“Lele non avrebbe approvato una manifestazione di tale tenore, il 7 ottobre, nel giorno del ricordo del più violento pogrom antisemita dopo la Shoah”: la famiglia Luzzati, erede del grande pittore genovese di origini ebraiche, interviene in un post sui social, nella polemica che sta accompagnando l’arrivo a Genova di Francesca Albanese, la relatrice speciale alle Nazioni Unite per i territori palestinesi occupati.

L’incidente diplomatico è scoppiato quando è stata resa nota la data dell’incontro con Albanese, promosso da Defence for Children, Amnesty International Italia, Anpi e Giuristi Democratici, con il supporto del Comune di Genova: la coincidenza con il 7 ottobre, giorno dell’anniversario del tragico attacco terroristico di Hamas a Israele, nel 2023, con 1200 morti e 250 ostaggi (dei quali ancora 48 sono nelle mani di Hamas, di cui presumibilmente solo 20 vivi).
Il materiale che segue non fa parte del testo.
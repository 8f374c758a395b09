//! Configuration for the call core

use crate::types::VideoResolution;
use serde::{Deserialize, Serialize};
use std::time::Duration;

/// Which camera to prefer
#[derive(Debug, Clone, Copy, PartialEq, Eq, Serialize, Deserialize)]
#[serde(rename_all = "lowercase")]
pub enum FacingMode {
    /// Front-facing camera
    User,
    /// Rear camera
    Environment,
}

/// Capture settings applied to every media request
#[derive(Debug, Clone, PartialEq, Eq, Serialize, Deserialize)]
pub struct CaptureSettings {
    /// Request acoustic echo cancellation
    pub echo_cancellation: bool,
    /// Request noise suppression
    pub noise_suppression: bool,
    /// Request automatic gain control
    pub auto_gain_control: bool,
    /// Preferred camera resolution
    pub preferred_resolution: VideoResolution,
    /// Preferred camera
    pub facing_mode: FacingMode,
}

impl Default for CaptureSettings {
    fn default() -> Self {
        Self {
            echo_cancellation: true,
            noise_suppression: true,
            auto_gain_control: true,
            preferred_resolution: VideoResolution::HD720,
            facing_mode: FacingMode::User,
        }
    }
}

/// Reconnection policy for the signaling channel
#[derive(Debug, Clone, PartialEq, Eq, Serialize, Deserialize)]
pub struct ReconnectPolicy {
    /// Consecutive attempts before giving up
    pub max_attempts: u32,
    /// Delay before the first retry
    pub base_delay: Duration,
    /// Upper bound for the exponential backoff
    pub max_delay: Duration,
}

impl ReconnectPolicy {
    /// Backoff before retry number `attempt` (1-based)
    #[must_use]
    pub fn delay_for(&self, attempt: u32) -> Duration {
        let shift = attempt.saturating_sub(1).min(16);
        self.base_delay
            .saturating_mul(1u32 << shift)
            .min(self.max_delay)
    }

    /// A policy that never retries
    #[must_use]
    pub fn never() -> Self {
        Self {
            max_attempts: 0,
            base_delay: Duration::ZERO,
            max_delay: Duration::ZERO,
        }
    }
}

impl Default for ReconnectPolicy {
    fn default() -> Self {
        Self {
            max_attempts: 5,
            base_delay: Duration::from_millis(200),
            max_delay: Duration::from_secs(5),
        }
    }
}

/// What to do with an incoming call while another call is in progress
#[derive(Debug, Clone, Copy, PartialEq, Eq, Serialize, Deserialize)]
#[serde(rename_all = "lowercase")]
pub enum BusyPolicy {
    /// Drop the notification without replying
    Ignore,
    /// Reply with a `call:reject` carrying reason `busy`
    Reject,
}

/// Call controller configuration
#[derive(Debug, Clone, Serialize, Deserialize)]
pub struct CallConfig {
    /// Media capture settings
    pub capture: CaptureSettings,
    /// Signaling reconnection policy
    pub reconnect: ReconnectPolicy,
    /// Handling of a second incoming call
    pub busy_policy: BusyPolicy,
    /// Give up on an unanswered call after this long (`None` waits forever)
    pub ring_timeout: Option<Duration>,
    /// Bound on waiting for the transport identifier when answering
    pub identity_timeout: Option<Duration>,
    /// Capacity of the event broadcast channels
    pub event_capacity: usize,
}

impl Default for CallConfig {
    fn default() -> Self {
        Self {
            capture: CaptureSettings::default(),
            reconnect: ReconnectPolicy::default(),
            busy_policy: BusyPolicy::Ignore,
            ring_timeout: None,
            identity_timeout: None,
            event_capacity: 256,
        }
    }
}

#[cfg(test)]
#[allow(clippy::unwrap_used)]
mod tests {
    use super::*;

    #[test]
    fn test_backoff_doubles_and_caps() {
        let policy = ReconnectPolicy::default();
        assert_eq!(policy.delay_for(1), Duration::from_millis(200));
        assert_eq!(policy.delay_for(2), Duration::from_millis(400));
        assert_eq!(policy.delay_for(3), Duration::from_millis(800));
        assert_eq!(policy.delay_for(10), Duration::from_secs(5));
    }

    #[test]
    fn test_defaults_preserve_unbounded_waits() {
        let config = CallConfig::default();
        assert_eq!(config.busy_policy, BusyPolicy::Ignore);
        assert!(config.ring_timeout.is_none());
        assert!(config.identity_timeout.is_none());
        assert!(config.capture.echo_cancellation);
        assert_eq!(config.capture.facing_mode, FacingMode::User);
    }

    #[test]
    fn test_config_json_roundtrip() {
        let mut config = CallConfig::default();
        config.busy_policy = BusyPolicy::Reject;
        config.ring_timeout = Some(Duration::from_secs(30));
        let json = serde_json::to_string(&config).unwrap();
        assert!(json.contains("\"busy_policy\":\"reject\""));
        let back: CallConfig = serde_json::from_str(&json).unwrap();
        assert_eq!(back.ring_timeout, Some(Duration::from_secs(30)));
    }
}
//! Call signaling state machine
//!
//! [`CallController`] is the single owner of the local call state. It turns
//! local user actions and inbound [`SignalingMessage`]s into transitions,
//! driving the [`PeerLinkManager`] and emitting [`CallEvent`]s.
//!
//! ```text
//!              initiate                 call:accepted
//!     Idle ─────────────────► Outgoing ───────────────┐
//!      ▲  ▲                      │                    ▼
//!      │  │ reject / ended       │ rejected /     Connected
//!      │  │                      │ failed / end       │
//!      │  └──── Incoming ◄───────┼────────────────────┤ end / ended
//!      │   call:incoming │       │                    │
//!      │                 └─ answer ──────────────────►│
//!      └─────────────────────────┴────────────────────┘
//! ```
//!
//! Local media is always acquired before `call:answer` is emitted, so an
//! inbound direct connection always finds a stream to answer with. Every
//! termination path runs [`PeerLinkManager::cleanup`] and lands in
//! [`CallState::Idle`].

use crate::config::{BusyPolicy, CallConfig};
use crate::identity::{Participant, PeerId};
use crate::media::{LocalStream, MediaAccessError};
use crate::peer::{PeerError, PeerEvent, PeerLinkManager};
use crate::room::resolve_room;
use crate::session::{grid_layout, ActiveCallSession, RecordingArtifact};
use crate::signaling::{
    AcceptedPayload, AnswerPayload, EndPayload, EventChannel, IncomingPayload, InitiatePayload,
    RejectPayload, RoutingPayload, SignalingClient, SignalingError, SignalingMessage,
};
use crate::types::{
    CallDirection, CallEvent, CallId, CallState, CallStatus, CallSummary, CallType, EndReason,
    GridLayout, PendingCall, RoomId,
};
use chrono::Utc;
use parking_lot::Mutex;
use std::sync::{Arc, Weak};
use thiserror::Error;
use tokio::sync::{broadcast, watch};
use tokio::task::JoinHandle;

/// Reject reason sent when a second call arrives under [`BusyPolicy::Reject`]
pub const REASON_BUSY: &str = "busy";

/// Reject reason sent when the callee cannot capture media
pub const REASON_MEDIA_UNAVAILABLE: &str = "media-unavailable";

/// Reject reason sent when the callee's transport never produced an identifier
pub const REASON_PEER_UNAVAILABLE: &str = "peer-unavailable";

/// Call management errors
#[derive(Error, Debug)]
pub enum CallError {
    /// Operation not allowed in the current state
    #[error("Invalid call state: expected {expected}, was {actual:?}")]
    InvalidState {
        /// State the operation needs
        expected: &'static str,
        /// State the controller was in
        actual: CallState,
    },

    /// Local media could not be captured
    #[error("Media error: {0}")]
    Media(#[from] MediaAccessError),

    /// Peer transport failure
    #[error("Peer error: {0}")]
    Peer(#[from] PeerError),

    /// Signaling failure
    #[error("Signaling error: {0}")]
    Signaling(#[from] SignalingError),

    /// No connected session
    #[error("No active call session")]
    NoActiveSession,

    /// Recording could not be started or finished
    #[error("Recording error: {0}")]
    Recording(String),

    /// A group call needs someone to call
    #[error("Group call needs at least one participant")]
    NoParticipants,
}

/// Internal phase; `Answering` is reported as [`CallState::Incoming`]
enum Phase {
    Idle,
    Outgoing(PendingCall),
    Incoming(PendingCall),
    Answering(PendingCall),
    Connected(ActiveCallSession),
}

impl Phase {
    fn state(&self) -> CallState {
        match self {
            Self::Idle => CallState::Idle,
            Self::Outgoing(_) => CallState::Outgoing,
            Self::Incoming(_) | Self::Answering(_) => CallState::Incoming,
            Self::Connected(_) => CallState::Connected,
        }
    }

    fn room(&self) -> Option<&RoomId> {
        match self {
            Self::Idle => None,
            Self::Outgoing(p) | Self::Incoming(p) | Self::Answering(p) => Some(&p.room),
            Self::Connected(s) => Some(&s.room),
        }
    }

    fn is_ringing(&self) -> bool {
        matches!(self, Self::Outgoing(_) | Self::Incoming(_))
    }
}

/// Snapshot of the call in progress
#[derive(Debug, Clone, PartialEq, Eq)]
pub struct CallInfo {
    /// Local call identifier
    pub call_id: CallId,
    /// Current state
    pub state: CallState,
    /// Signaling room
    pub room: RoomId,
    /// Video flag
    pub is_video: bool,
    /// Remote participants
    pub participants: Vec<Participant>,
    /// Seconds since the session started (0 while ringing)
    pub duration_secs: u64,
}

/// The call state machine
///
/// One controller per signed-in user. The generic parameter `C` is the event
/// channel to the chat server.
pub struct CallController<C: EventChannel + 'static> {
    this: Weak<Self>,
    local: Participant,
    signaling: Arc<SignalingClient<C>>,
    peers: Arc<PeerLinkManager>,
    config: CallConfig,
    phase: tokio::sync::Mutex<Phase>,
    state: watch::Sender<CallState>,
    event_sender: broadcast::Sender<CallEvent>,
    ring_timer: Mutex<Option<JoinHandle<()>>>,
    call_room: Mutex<Option<RoomId>>,
}
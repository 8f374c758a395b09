//! Huddle - call negotiation and active-call media core for a chat client
//!
//! This library implements the peer-to-peer call subsystem of a real-time chat
//! client. It features:
//!
//! - **Event-channel signaling**: call setup over the chat server connection,
//!   every message a validated, tagged variant
//! - **Single-owner state machine**: idle → outgoing/incoming → connected →
//!   idle, with every failure path resolving to idle
//! - **Peer link management**: one transport identity, one link per remote
//!   peer, idempotent cleanup
//! - **Active sessions**: group participants, grid layout, duration timer and
//!   recording of a remote stream
//!
//! The chat server connection, the direct peer transport and the capture
//! devices are traits ([`EventChannel`], [`PeerTransport`], [`MediaDevices`]);
//! the `loopback` feature provides in-process implementations of all three.
//!
//! # Examples
//!
//! ```rust,no_run
//! use huddle_core::loopback::{LoopbackHub, LoopbackPeerNetwork, SyntheticDevices};
//! use huddle_core::{CallService, Participant};
//! use std::sync::Arc;
//!
//! # async fn example() -> anyhow::Result<()> {
//! let hub = LoopbackHub::new();
//! let network = LoopbackPeerNetwork::new();
//!
//! let service = CallService::builder(Participant::new("u1", "alice"))
//!     .with_channel(Arc::new(hub.channel()))
//!     .with_transport(Arc::new(network.transport()))
//!     .with_devices(Arc::new(SyntheticDevices::new()))
//!     .build()?;
//! service.start().await?;
//!
//! // Video call to u2
//! let call_id = service.call(Participant::new("u2", "bob"), true, None).await?;
//! # let _ = call_id;
//! # Ok(())
//! # }
//! ```

#![deny(missing_docs)]
#![deny(unsafe_code)]
#![deny(clippy::panic)]
#![deny(clippy::unwrap_used)]
#![deny(clippy::expect_used)]
#![warn(clippy::all)]
#![allow(clippy::module_name_repetitions)]

/// Call types and data structures
pub mod types;

/// User and transport identifiers
pub mod identity;

/// Room identifier derivation
pub mod room;

/// Configuration
pub mod config;

/// Signaling protocol and client
pub mod signaling;

/// Local media acquisition and stream handles
pub mod media;

/// Peer link management
pub mod peer;

/// Active call session
pub mod session;

/// Call state machine
pub mod call;

/// Service orchestration
pub mod service;

/// In-process collaborators for tests and demos
#[cfg(feature = "loopback")]
pub mod loopback;

pub use call::{CallController, CallError, CallInfo};
pub use config::{BusyPolicy, CallConfig, CaptureSettings, FacingMode, ReconnectPolicy};
pub use identity::{Participant, PeerId, UserId};
pub use media::{
    LocalStream, MediaAccessError, MediaAcquisition, MediaDevices, MediaFrame, RemoteStream,
    TrackKind,
};
pub use peer::{MediaConnection, PeerError, PeerEvent, PeerLinkManager, PeerTransport};
pub use room::{direct_room, resolve_room};
pub use service::{CallService, CallServiceBuilder, ServiceError};
pub use session::{grid_layout, ActiveCallSession, RecordingArtifact};
pub use signaling::{
    ChannelError, ConnectionState, EventChannel, SignalingClient, SignalingError,
    SignalingMessage,
};
pub use types::{
    CallDirection, CallEvent, CallId, CallState, CallStatus, CallSummary, CallType, EndReason,
    GridLayout, MediaConstraints, RoomId, VideoResolution,
};

/// Prelude for convenient imports
pub mod prelude {
    pub use crate::{
        CallConfig, CallEvent, CallService, CallState, CallStatus, CallSummary, EventChannel,
        Participant, PeerId, RoomId, SignalingMessage, UserId,
    };
}
//! User and transport identities
//!
//! Two distinct identifier spaces meet in a call:
//!
//! - [`UserId`] names an account on the chat server. Signaling messages are
//!   addressed with it.
//! - [`PeerId`] is assigned by the direct-connection transport to one client
//!   instance. It is only meaningful to the transport and is exchanged over
//!   signaling so the counterpart can dial it.

use serde::{Deserialize, Serialize};
use std::fmt::{Debug, Display};

/// Account identifier on the chat server
#[derive(Debug, Clone, PartialEq, Eq, PartialOrd, Ord, Hash, Serialize, Deserialize)]
#[serde(transparent)]
pub struct UserId(pub String);

impl UserId {
    /// Create a new user identifier
    pub fn new(s: impl Into<String>) -> Self {
        Self(s.into())
    }

    /// Get the inner string
    pub fn as_str(&self) -> &str {
        &self.0
    }

    /// Whether the identifier is empty or whitespace only
    pub fn is_blank(&self) -> bool {
        self.0.trim().is_empty()
    }

    /// Parse an identifier, refusing blank input
    pub fn parse(s: &str) -> anyhow::Result<Self> {
        let trimmed = s.trim();
        if trimmed.is_empty() {
            anyhow::bail!("user id cannot be empty");
        }
        Ok(Self(trimmed.to_string()))
    }
}

impl Display for UserId {
    fn fmt(&self, f: &mut std::fmt::Formatter<'_>) -> std::fmt::Result {
        write!(f, "{}", self.0)
    }
}

impl From<&str> for UserId {
    fn from(s: &str) -> Self {
        Self(s.to_string())
    }
}

impl From<String> for UserId {
    fn from(s: String) -> Self {
        Self(s)
    }
}

/// Identifier assigned by the peer transport to a client instance
#[derive(Debug, Clone, PartialEq, Eq, PartialOrd, Ord, Hash, Serialize, Deserialize)]
#[serde(transparent)]
pub struct PeerId(pub String);

impl PeerId {
    /// Create a new transport identifier
    pub fn new(s: impl Into<String>) -> Self {
        Self(s.into())
    }

    /// Get the inner string
    pub fn as_str(&self) -> &str {
        &self.0
    }

    /// Whether the identifier is empty or whitespace only
    pub fn is_blank(&self) -> bool {
        self.0.trim().is_empty()
    }
}

impl Display for PeerId {
    fn fmt(&self, f: &mut std::fmt::Formatter<'_>) -> std::fmt::Result {
        write!(f, "{}", self.0)
    }
}

impl From<&str> for PeerId {
    fn from(s: &str) -> Self {
        Self(s.to_string())
    }
}

/// Public profile of a call participant
///
/// This is the `{id, username, avatar}` triple carried in signaling payloads.
#[derive(Debug, Clone, PartialEq, Eq, Serialize, Deserialize)]
pub struct Participant {
    /// Account identifier
    pub id: UserId,
    /// Display name
    pub username: String,
    /// Avatar reference (URL or asset key)
    #[serde(default)]
    pub avatar: Option<String>,
}

impl Participant {
    /// Create a participant without an avatar
    pub fn new(id: impl Into<UserId>, username: impl Into<String>) -> Self {
        Self {
            id: id.into(),
            username: username.into(),
            avatar: None,
        }
    }

    /// Attach an avatar reference
    #[must_use]
    pub fn with_avatar(mut self, avatar: impl Into<String>) -> Self {
        self.avatar = Some(avatar.into());
        self
    }
}

#[cfg(test)]
#[allow(clippy::unwrap_used)]
mod tests {
    use super::*;

    #[test]
    fn test_user_id_parse_trims() {
        let id = UserId::parse("  alice ").unwrap();
        assert_eq!(id.as_str(), "alice");
        assert!(UserId::parse("   ").is_err());
    }

    #[test]
    fn test_user_id_serializes_as_plain_string() {
        let id = UserId::new("u1");
        assert_eq!(serde_json::to_string(&id).unwrap(), "\"u1\"");
    }

    #[test]
    fn test_participant_avatar_is_optional() {
        let p: Participant = serde_json::from_str(r#"{"id":"u2","username":"bob"}"#).unwrap();
        assert_eq!(p.id, UserId::new("u2"));
        assert_eq!(p.avatar, None);

        let p = Participant::new("u3", "carol").with_avatar("avatars/carol.png");
        assert_eq!(p.avatar.as_deref(), Some("avatars/carol.png"));
    }
}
Per questo, anche se non ufficialmente, è stata modificata la sede dell’incontro di Albanese con la cittadinanza, da Palazzo Ducale, dove inizialmente era stato convocato, a un contesto meno ufficiale, per cui l’iniziativa, confermata, è stata trasferita ai giardini Luzzati, intitolati al pittore. Proprio per questo la famiglia ha deciso di dichiarare il proprio disagio, chiarendo però che sarebbe stato auspicabile soltanto un cambio di data, né la cancellazione di un evento pubblico, né il trasferimento da un luogo all’altro, sottolineano i familiari del grande artista.